**TASK DESCRIPTION:** Output only the lines of the entries that follow, starting at the one with "impl From<i64> for" and running down to the one with "pub struct JsonVariation", both included and unchanged.

**INPUT DATA:**

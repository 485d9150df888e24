//! JSON records exchanged with the API.
use std::{collections::BTreeMap, fmt};

use derive_more::From;
use serde::{Deserialize, Serialize};

/// An environment as returned by the API. `api_key` and `mobile_key` are read-only.
#[derive(Debug, Clone, Default, PartialEq, Serialize, Deserialize)]
#[serde(rename_all = "camelCase")]
pub struct JsonEnvironment {
    /// Display name.
    pub name: String,
    /// Key, unique within the project.
    pub key: String,
    /// Hex color without the leading `#`.
    pub color: String,
    /// Server-side SDK key.
    #[serde(default, skip_serializing_if = "String::is_empty")]
    pub api_key: String,
    /// Mobile SDK key.
    #[serde(default, skip_serializing_if = "String::is_empty")]
    pub mobile_key: String,
}

/// A project. `environments` is only sent on creation and only read back on lookups.
#[derive(Debug, Clone, Default, PartialEq, Serialize, Deserialize)]
#[serde(rename_all = "camelCase")]
pub struct JsonProject {
    /// Display name.
    pub name: String,
    /// Key, unique within the account.
    pub key: String,
    /// Environments of the project.
    #[serde(default, skip_serializing_if = "Vec::is_empty")]
    pub environments: Vec<JsonEnvironment>,
}

/// Variation value. Untagged on the wire: the flag's variations kind says which shape to expect.
#[derive(Debug, Clone, PartialEq, Serialize, Deserialize, From)]
#[serde(untagged)]
pub enum VariationValue {
    /// `true` or `false`.
    Boolean(bool),
    /// Any JSON number.
    Number(serde_json::Number),
    /// A string.
    String(String),
}

impl From<&str> for VariationValue {
    fn from(value: &str) -> Self {
        Self::String(value.to_owned())
    }
}

impl From<i64> for VariationValue {
    fn from(value: i64) -> Self {
        Self::Number(value.into())
    }
}

impl fmt::Display for VariationValue {
    fn fmt(&self, f: &mut fmt::Formatter<'_>) -> fmt::Result {
        match self {
            VariationValue::Boolean(b) => write!(f, "{b}"),
            VariationValue::Number(n) => write!(f, "{n}"),
            VariationValue::String(s) => f.write_str(s),
        }
    }
}

/// One variation of a flag.
#[derive(Debug, Clone, PartialEq, Serialize, Deserialize)]
pub struct JsonVariation {
    /// Value served when this variation is selected.
    pub value: VariationValue,
    /// Optional display name.
    #[serde(default)]
    pub name: String,
    /// Optional description.
    #[serde(default)]
    pub description: String,
}

/// A custom property, keyed by its property key in [`JsonFeatureFlag::custom_properties`].
#[derive(Debug, Clone, Default, PartialEq, Serialize, Deserialize)]
pub struct JsonCustomProperty {
    /// Display name.
    pub name: String,
    /// Values, in the order the API keeps them.
    #[serde(default)]
    pub value: Vec<String>,
}

/// A feature flag.
#[derive(Debug, Clone, Default, PartialEq, Serialize, Deserialize)]
#[serde(rename_all = "camelCase")]
pub struct JsonFeatureFlag {
    /// Display name.
    pub name: String,
    /// Key, unique within the project.
    pub key: String,
    /// Free-form description.
    #[serde(default)]
    pub description: String,
    /// Whether the flag is expected to be removed eventually.
    #[serde(default)]
    pub temporary: bool,
    /// Whether client-side SDKs see the flag.
    #[serde(default)]
    pub include_in_snippet: bool,
    /// `boolean` or `multivariate` when read back; left out of creation payloads so the API
    /// infers it from the variations.
    #[serde(rename = "kind", default, skip_serializing_if = "String::is_empty")]
    pub variations_kind: String,
    /// Variations in server order. Targeting refers to them by index.
    #[serde(default)]
    pub variations: Vec<JsonVariation>,
    /// Tags, in server order.
    #[serde(default)]
    pub tags: Vec<String>,
    /// Custom properties by key.
    #[serde(default)]
    pub custom_properties: BTreeMap<String, JsonCustomProperty>,
}

/// One JSON Patch (RFC 6902) operation.
#[derive(Debug, Clone, PartialEq, Serialize, Deserialize)]
#[serde(tag = "op", rename_all = "lowercase")]
pub enum PatchOperation {
    /// Replace the existing member at `path`.
    Replace {
        /// JSON Pointer to the target.
        path: String,
        /// New value.
        value: serde_json::Value,
    },
    /// Insert at `path`, shifting array elements after it.
    Add {
        /// JSON Pointer to the target.
        path: String,
        /// Inserted value.
        value: serde_json::Value,
    },
    /// Remove the member at `path`.
    Remove {
        /// JSON Pointer to the target.
        path: String,
    },
}

impl PatchOperation {
    /// `replace` operation.
    pub fn replace(path: impl Into<String>, value: impl Into<serde_json::Value>) -> Self {
        PatchOperation::Replace {
            path: path.into(),
            value: value.into(),
        }
    }

    /// `add` operation.
    pub fn add(path: impl Into<String>, value: impl Into<serde_json::Value>) -> Self {
        PatchOperation::Add {
            path: path.into(),
            value: value.into(),
        }
    }

    /// `remove` operation.
    pub fn remove(path: impl Into<String>) -> Self {
        PatchOperation::Remove { path: path.into() }
    }

    /// JSON Pointer the operation targets.
    pub fn path(&self) -> &str {
        match self {
            PatchOperation::Replace { path, .. }
            | PatchOperation::Add { path, .. }
            | PatchOperation::Remove { path } => path,
        }
    }
}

**PROBLEM SOLUTION:**
impl From<i64> for VariationValue {
    fn from(value: i64) -> Self {
        Self::Number(value.into())
    }
}

impl fmt::Display for VariationValue {
    fn fmt(&self, f: &mut fmt::Formatter<'_>) -> fmt::Result {
        match self {
            VariationValue::Boolean(b) => write!(f, "{b}"),
            VariationValue::Number(n) => write!(f, "{n}"),
            VariationValue::String(s) => f.write_str(s),
        }
    }
}

/// One variation of a flag.
#[derive(Debug, Clone, PartialEq, Serialize, Deserialize)]
pub struct JsonVariation {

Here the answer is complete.